Yesterday, I was invited along with other guests to speak on the Australian Broadcasting Company’s (ABC) morning show Life Matters with Hilary Harper. The episode looked at the issue of how plagiarism is changing and why people plagiarize, in particular why they do so in a public setting.
To that end, I was joined by Sarah L’Estrange, a presenter on The Book Show series Fakes and Frauds, and Dr. Guy Curtis, a Senior Lecturer in Applied Psychology at the University of Western Australia.

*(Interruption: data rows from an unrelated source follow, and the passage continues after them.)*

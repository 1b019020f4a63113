//! 内容模型实体定义
//!
//! 模型是一份可复用的属性选择方案：选中若干属性，并为每个属性圈定允许的取值。
//! 对属性和属性值都只是弱引用，属性侧变更时由目录负责修剪。

use std::collections::BTreeSet;

use chrono::{DateTime, Utc};
use serde::{Deserialize, Serialize};

use super::enums::Cardinality;

/// 模型与属性的绑定
///
/// 不变量：`allowed_value_ids` 永不为空
#[derive(Debug, Clone, PartialEq, Eq, Serialize, Deserialize)]
#[serde(rename_all = "camelCase")]
pub struct ModelAttributeBinding {
    pub attribute_id: i64,
    pub allowed_value_ids: BTreeSet<i64>,
}

/// 内容模型
#[derive(Debug, Clone, PartialEq, Eq, Serialize, Deserialize)]
#[serde(rename_all = "camelCase")]
pub struct ContentModel {
    pub id: i64,
    pub name: String,
    pub description: String,
    pub sort: i32,
    pub is_active: bool,
    /// 绑定顺序即表单中勾选属性的顺序
    pub bindings: Vec<ModelAttributeBinding>,
    pub created_at: DateTime<Utc>,
    pub updated_at: DateTime<Utc>,
}

impl ContentModel {
    pub fn binding(&self, attribute_id: i64) -> Option<&ModelAttributeBinding> {
        self.bindings.iter().find(|b| b.attribute_id == attribute_id)
    }

    pub fn attribute_ids(&self) -> Vec<i64> {
        self.bindings.iter().map(|b| b.attribute_id).collect()
    }

    /// 模型是否允许在该属性下选择该值
    pub fn allows(&self, attribute_id: i64, value_id: i64) -> bool {
        self.binding(attribute_id)
            .is_some_and(|b| b.allowed_value_ids.contains(&value_id))
    }
}

/// 模型摘要，挂在分类树节点上
#[derive(Debug, Clone, PartialEq, Eq, Serialize, Deserialize)]
#[serde(rename_all = "camelCase")]
pub struct ModelSummary {
    pub id: i64,
    pub name: String,
}

/// 模型属性值引用，对应 `GET /content-models/{id}/attribute-values`
#[derive(Debug, Clone, Copy, PartialEq, Eq, Serialize, Deserialize)]
#[serde(rename_all = "camelCase")]
pub struct ModelAttributeValueRef {
    pub attribute_id: i64,
    pub attribute_value_id: i64,
}

/// 联合视图中的属性值
#[derive(Debug, Clone, PartialEq, Eq, Serialize, Deserialize)]
#[serde(rename_all = "camelCase")]
pub struct ModelValueView {
    pub id: i64,
    pub value: String,
    pub sort: i32,
    pub is_active: bool,
    pub is_selected: bool,
}

/// 联合视图中的属性
#[derive(Debug, Clone, PartialEq, Eq, Serialize, Deserialize)]
#[serde(rename_all = "camelCase")]
pub struct ModelAttributeView {
    pub attribute_id: i64,
    pub attribute_name: String,
    pub attribute_type: Cardinality,
    pub values: Vec<ModelValueView>,
}

/// 模型联合视图
///
/// 绑定已按属性表解析出名称、类型及带选中标记的全部属性值
#[derive(Debug, Clone, PartialEq, Eq, Serialize, Deserialize)]
#[serde(rename_all = "camelCase")]
pub struct ModelDetail {
    pub id: i64,
    pub name: String,
    pub description: String,
    pub sort: i32,
    pub is_active: bool,
    pub attributes: Vec<ModelAttributeView>,
}

impl ModelDetail {
    /// 只保留被模型允许的属性值，供内容编辑器选择
    pub fn into_applicable(mut self) -> Self {
        for attribute in &mut self.attributes {
            attribute.values.retain(|v| v.is_selected);
        }
        self.attributes.retain(|a| !a.values.is_empty());
        self
    }
}
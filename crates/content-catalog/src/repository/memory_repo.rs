//! 内存仓储
//!
//! 开发环境与测试使用，进程退出即丢失数据

use std::collections::BTreeMap;

use async_trait::async_trait;
use parking_lot::Mutex;

use super::traits::CatalogRepositoryTrait;
use crate::catalog::{CatalogChange, CatalogSnapshot};
use crate::error::Result;
use crate::models::{Attribute, Category, ContentItem, ContentModel};

#[derive(Debug, Clone, Default)]
struct MemoryState {
    attributes: BTreeMap<i64, Attribute>,
    models: BTreeMap<i64, ContentModel>,
    categories: BTreeMap<i64, Category>,
    contents: BTreeMap<i64, ContentItem>,
}

impl MemoryState {
    fn apply(&mut self, change: &CatalogChange) {
        match change {
            CatalogChange::UpsertAttribute(a) => {
                self.attributes.insert(a.id, a.clone());
            }
            CatalogChange::DeleteAttribute(id) => {
                self.attributes.remove(id);
            }
            CatalogChange::UpsertModel(m) => {
                self.models.insert(m.id, m.clone());
            }
            CatalogChange::DeleteModel(id) => {
                self.models.remove(id);
            }
            CatalogChange::UpsertCategory(c) => {
                self.categories.insert(c.id, c.clone());
            }
            CatalogChange::DeleteCategory(id) => {
                self.categories.remove(id);
            }
            CatalogChange::UpsertContent(c) => {
                self.contents.insert(c.id, c.clone());
            }
            CatalogChange::DeleteContent(id) => {
                self.contents.remove(id);
            }
        }
    }
}

/// 内存目录仓储
#[derive(Debug, Default)]
pub struct MemoryCatalogRepository {
    state: Mutex<MemoryState>,
}

impl MemoryCatalogRepository {
    pub fn new() -> Self {
        Self::default()
    }

    /// 以给定快照作为初始数据
    pub fn with_snapshot(snapshot: CatalogSnapshot) -> Self {
        let state = MemoryState {
            attributes: snapshot.attributes.into_iter().map(|a| (a.id, a)).collect(),
            models: snapshot.models.into_iter().map(|m| (m.id, m)).collect(),
            categories: snapshot.categories.into_iter().map(|c| (c.id, c)).collect(),
            contents: snapshot.contents.into_iter().map(|c| (c.id, c)).collect(),
        };
        Self {
            state: Mutex::new(state),
        }
    }

    /// 当前存储内容的快照
    pub fn snapshot(&self) -> CatalogSnapshot {
        let state = self.state.lock();
        CatalogSnapshot {
            attributes: state.attributes.values().cloned().collect(),
            models: state.models.values().cloned().collect(),
            categories: state.categories.values().cloned().collect(),
            contents: state.contents.values().cloned().collect(),
        }
    }
}

#[async_trait]
impl CatalogRepositoryTrait for MemoryCatalogRepository {
    async fn load_snapshot(&self) -> Result<CatalogSnapshot> {
        Ok(self.snapshot())
    }

    async fn apply_changes(&self, changes: &[CatalogChange]) -> Result<()> {
        let mut state = self.state.lock();
        let mut next = state.clone();
        for change in changes {
            next.apply(change);
        }
        *state = next;
        Ok(())
    }

    async fn health_check(&self) -> Result<()> {
        Ok(())
    }
}
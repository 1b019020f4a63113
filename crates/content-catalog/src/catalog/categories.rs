//! 分类树操作
//!
//! 树结构每次查询时由扁平表物化；改父级前都做祖先链检查，
//! 同级排序只在同一父节点下进行，跨层级调整走 `move_category`。

use std::collections::HashSet;

use tracing::debug;

use super::dto::{CategoryPatch, NewCategory};
use super::{Catalog, EntityKey, bump, now, require_text};
use crate::error::{CatalogError, Result};
use crate::models::{Category, CategoryNode};
use crate::tree;

impl Catalog {
    pub fn create_category(&mut self, input: NewCategory) -> Result<Category> {
        let name = require_text("分类名称", &input.name)?;
        if let Some(parent_id) = input.parent_id {
            self.ensure_parent_exists(parent_id)?;
        }
        if let Some(model_id) = input.model_id {
            self.ensure_model_exists(model_id)?;
        }

        let id = bump(&mut self.ids.category);
        let timestamp = now();
        let category = Category {
            id,
            name,
            description: input.description.trim().to_string(),
            sort: input.sort,
            is_active: input.is_active,
            parent_id: input.parent_id,
            model_id: input.model_id,
            created_at: timestamp,
            updated_at: timestamp,
        };

        self.categories.insert(id, category.clone());
        self.touch(EntityKey::Category(id));
        Ok(category)
    }

    /// 更新分类
    ///
    /// 修改父级时与 `move_category` 做同样的环检查；修改模型时重新校验该分类下内容项的选择
    pub fn update_category(&mut self, id: i64, patch: CategoryPatch) -> Result<Category> {
        let mut category = self.category_ref(id)?.clone();

        if let Some(name) = &patch.name {
            category.name = require_text("分类名称", name)?;
        }
        if let Some(description) = &patch.description {
            category.description = description.trim().to_string();
        }
        if let Some(sort) = patch.sort {
            category.sort = sort;
        }
        if let Some(is_active) = patch.is_active {
            category.is_active = is_active;
        }
        if let Some(parent_id) = patch.parent_id {
            self.check_reparent(id, parent_id)?;
            category.parent_id = parent_id;
        }

        let mut model_changed = false;
        if let Some(model_id) = patch.model_id {
            if let Some(model_id) = model_id {
                self.ensure_model_exists(model_id)?;
            }
            model_changed = category.model_id != model_id;
            category.model_id = model_id;
        }

        category.updated_at = now();
        self.categories.insert(id, category.clone());
        self.touch(EntityKey::Category(id));

        if model_changed {
            let repaired = self.reconcile_contents(|item| item.category_id == Some(id));
            debug!(category_id = id, repaired, "Content selections reconciled");
        }

        Ok(category)
    }

    /// 删除单个分类，存在子分类时拒绝
    pub fn delete_category(&mut self, id: i64) -> Result<()> {
        self.category_ref(id)?;
        let children = self
            .categories
            .values()
            .filter(|c| c.parent_id == Some(id))
            .count();
        if children > 0 {
            return Err(CatalogError::CategoryHasChildren {
                category_id: id,
                children,
            });
        }

        self.categories.remove(&id);
        self.touch(EntityKey::Category(id));
        self.detach_contents(&HashSet::from([id]));
        Ok(())
    }

    /// 级联删除整棵子树，返回删除的分类数
    pub fn remove_category(&mut self, id: i64) -> Result<usize> {
        self.category_ref(id)?;
        let ids = tree::subtree_ids(&self.categories, id);

        for category_id in &ids {
            self.categories.remove(category_id);
            self.touch(EntityKey::Category(*category_id));
        }
        let removed: HashSet<i64> = ids.into_iter().collect();
        self.detach_contents(&removed);

        Ok(removed.len())
    }

    pub fn get_category(&self, id: i64) -> Result<Category> {
        self.category_ref(id).cloned()
    }

    /// 完整分类森林
    pub fn get_tree(&self) -> Vec<CategoryNode> {
        tree::build_forest(self.categories.values(), |model_id| {
            self.model_summary(model_id)
        })
    }

    /// 仅启用节点的分类森林，停用节点连同子树一起剪掉
    pub fn get_active_tree(&self) -> Vec<CategoryNode> {
        tree::prune_inactive(self.get_tree())
    }

    /// 按名称或描述过滤的分类森林，保留匹配节点的祖先
    pub fn filter_tree(&self, query: &str) -> Vec<CategoryNode> {
        tree::filter_forest(&self.get_tree(), query)
    }

    /// 将分类移动到新父节点下（`None` 为根层级）
    ///
    /// 保留原 sort，与新兄弟节点冲突时改为兄弟节点最大 sort + 1
    pub fn move_category(&mut self, id: i64, new_parent_id: Option<i64>) -> Result<Category> {
        let mut category = self.category_ref(id)?.clone();
        self.check_reparent(id, new_parent_id)?;

        if category.parent_id == new_parent_id {
            return Ok(category);
        }

        let siblings: Vec<(i64, i32)> = tree::siblings_of(&self.categories, new_parent_id)
            .into_iter()
            .filter(|c| c.id != id)
            .map(|c| (c.id, c.sort))
            .collect();
        let timestamp = now();
        if siblings.iter().any(|(_, sort)| *sort == category.sort) {
            let max_sort = siblings.iter().map(|(_, sort)| *sort).max().unwrap_or(0);
            category.sort = match max_sort.checked_add(1) {
                Some(sort) => sort,
                None => {
                    // sort 已到上限，新兄弟组重新编号为 0..k，移动节点排在最后
                    for (index, (sibling_id, _)) in siblings.iter().enumerate() {
                        if let Some(sibling) = self.categories.get_mut(sibling_id) {
                            if sibling.sort != index as i32 {
                                sibling.sort = index as i32;
                                sibling.updated_at = timestamp;
                                self.touched.insert(EntityKey::Category(*sibling_id));
                            }
                        }
                    }
                    siblings.len() as i32
                }
            };
        }

        category.parent_id = new_parent_id;
        category.updated_at = timestamp;
        self.categories.insert(id, category.clone());
        self.touch(EntityKey::Category(id));
        Ok(category)
    }

    /// 同级重排
    ///
    /// 节点插到第一个 sort ≥ `sort` 的兄弟之前，然后整组重新编号为 0..k。
    /// 返回重排后的兄弟列表。
    pub fn update_sort(&mut self, id: i64, sort: i32) -> Result<Vec<Category>> {
        let parent_id = self.category_ref(id)?.parent_id;

        let mut order: Vec<i64> = tree::siblings_of(&self.categories, parent_id)
            .into_iter()
            .filter(|c| c.id != id)
            .map(|c| c.id)
            .collect();
        let position = order
            .iter()
            .position(|sibling| self.categories.get(sibling).is_some_and(|c| c.sort >= sort))
            .unwrap_or(order.len());
        order.insert(position, id);

        let timestamp = now();
        let mut result = Vec::with_capacity(order.len());
        for (index, sibling_id) in order.into_iter().enumerate() {
            let Some(sibling) = self.categories.get_mut(&sibling_id) else {
                continue;
            };
            if sibling.sort != index as i32 {
                sibling.sort = index as i32;
                sibling.updated_at = timestamp;
                self.touched.insert(EntityKey::Category(sibling_id));
            }
            result.push(sibling.clone());
        }

        Ok(result)
    }

    /// 环检查：新父节点不能是自身或自身的后代
    fn check_reparent(&self, id: i64, new_parent_id: Option<i64>) -> Result<()> {
        let Some(parent_id) = new_parent_id else {
            return Ok(());
        };
        self.ensure_parent_exists(parent_id)?;
        if tree::is_self_or_descendant(&self.categories, id, parent_id)? {
            return Err(CatalogError::CategoryCycle {
                category_id: id,
                target_parent_id: parent_id,
            });
        }
        Ok(())
    }

    fn ensure_parent_exists(&self, parent_id: i64) -> Result<()> {
        if self.categories.contains_key(&parent_id) {
            Ok(())
        } else {
            Err(CatalogError::validation(format!("父分类不存在: {parent_id}")))
        }
    }

    fn ensure_model_exists(&self, model_id: i64) -> Result<()> {
        if self.models.contains_key(&model_id) {
            Ok(())
        } else {
            Err(CatalogError::validation(format!("内容模型不存在: {model_id}")))
        }
    }

    /// 被删除分类下的内容项失去分类及全部属性值选择
    fn detach_contents(&mut self, removed: &HashSet<i64>) {
        let timestamp = now();
        let mut detached = Vec::new();
        for item in self.contents.values_mut() {
            if item.category_id.is_some_and(|c| removed.contains(&c)) {
                item.category_id = None;
                item.selections.clear();
                item.updated_at = timestamp;
                detached.push(item.id);
            }
        }
        for id in detached {
            self.touch(EntityKey::Content(id));
        }
    }
}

L’Estrange, for her part, has been highlighting a slew of different literary frauds, including the John Hughes plagiarism scandal from last year. Dr. Curtis, on the other hand, provided great insight into why people commit anti-social behavior, such as plagiarizing in a public setting.
The conversation is interesting and well worth a listen. However, two things in particular were gleaned, at least for me.
Among many of these kinds of plagiarists, there was a general sense of entitlement. Plagiarists felt that they had some right to do so or that their unattributed was somehow justified. Going back to John Hughes, this was something that we saw in spades as he tried to compare himself to luminaries such as Bob Dylan and T.S. Eliot.
According to Dr. Curtis, this likely stems from the fact that many plagiarists likely gave themselves some sort of justification for their actions. Whether it was saying that the system was unfair to authors like them or that they were just doing what others do, they found a way they could tell themselves that what they were doing wasn’t wrong.
That, in turn, explains why so many plagiarists turn hostile when they are discovered, often firing back at their accusers and the public with threats and vitriol.
However, that does lead to the second lesson, that no two plagiarists are the same nor do they do it for the same reasons. According to Dr. Curtis, negative behaviors like plagiarism, stem from a complicated interplay between “malevolent” personality traits. As such, it is easy for two people to commit roughly the same infraction for very different psychological reasons.
This makes it difficult to predict who is or is not likely to commit plagiarism, and it makes it difficult to predict how they will react when caught. Furthermore, it’s also true that those who are caught don’t have enough insight into their reasons to actually offer an explanation, which is something I’ve hit on before.
To be clear, this conversation was about a very narrow type of plagiarism, namely plagiarism in the public sphere. The lessons and topics discussed may not be very relevant when dealing with plagiarism in a private setting, such as in the classroom or in the workplace.
Still, I enjoyed the conversation and was honored to be a part of it. For me personally, it’s reintroduced me to the complicated issues of psychology and plagiarism, and I definitely have some topics I want to address in the weeks to come.
If you’re interested in this space, I cannot encourage you enough to listen to the conversation. It’s great stuff, and I think that there were plenty of good takeaways from it.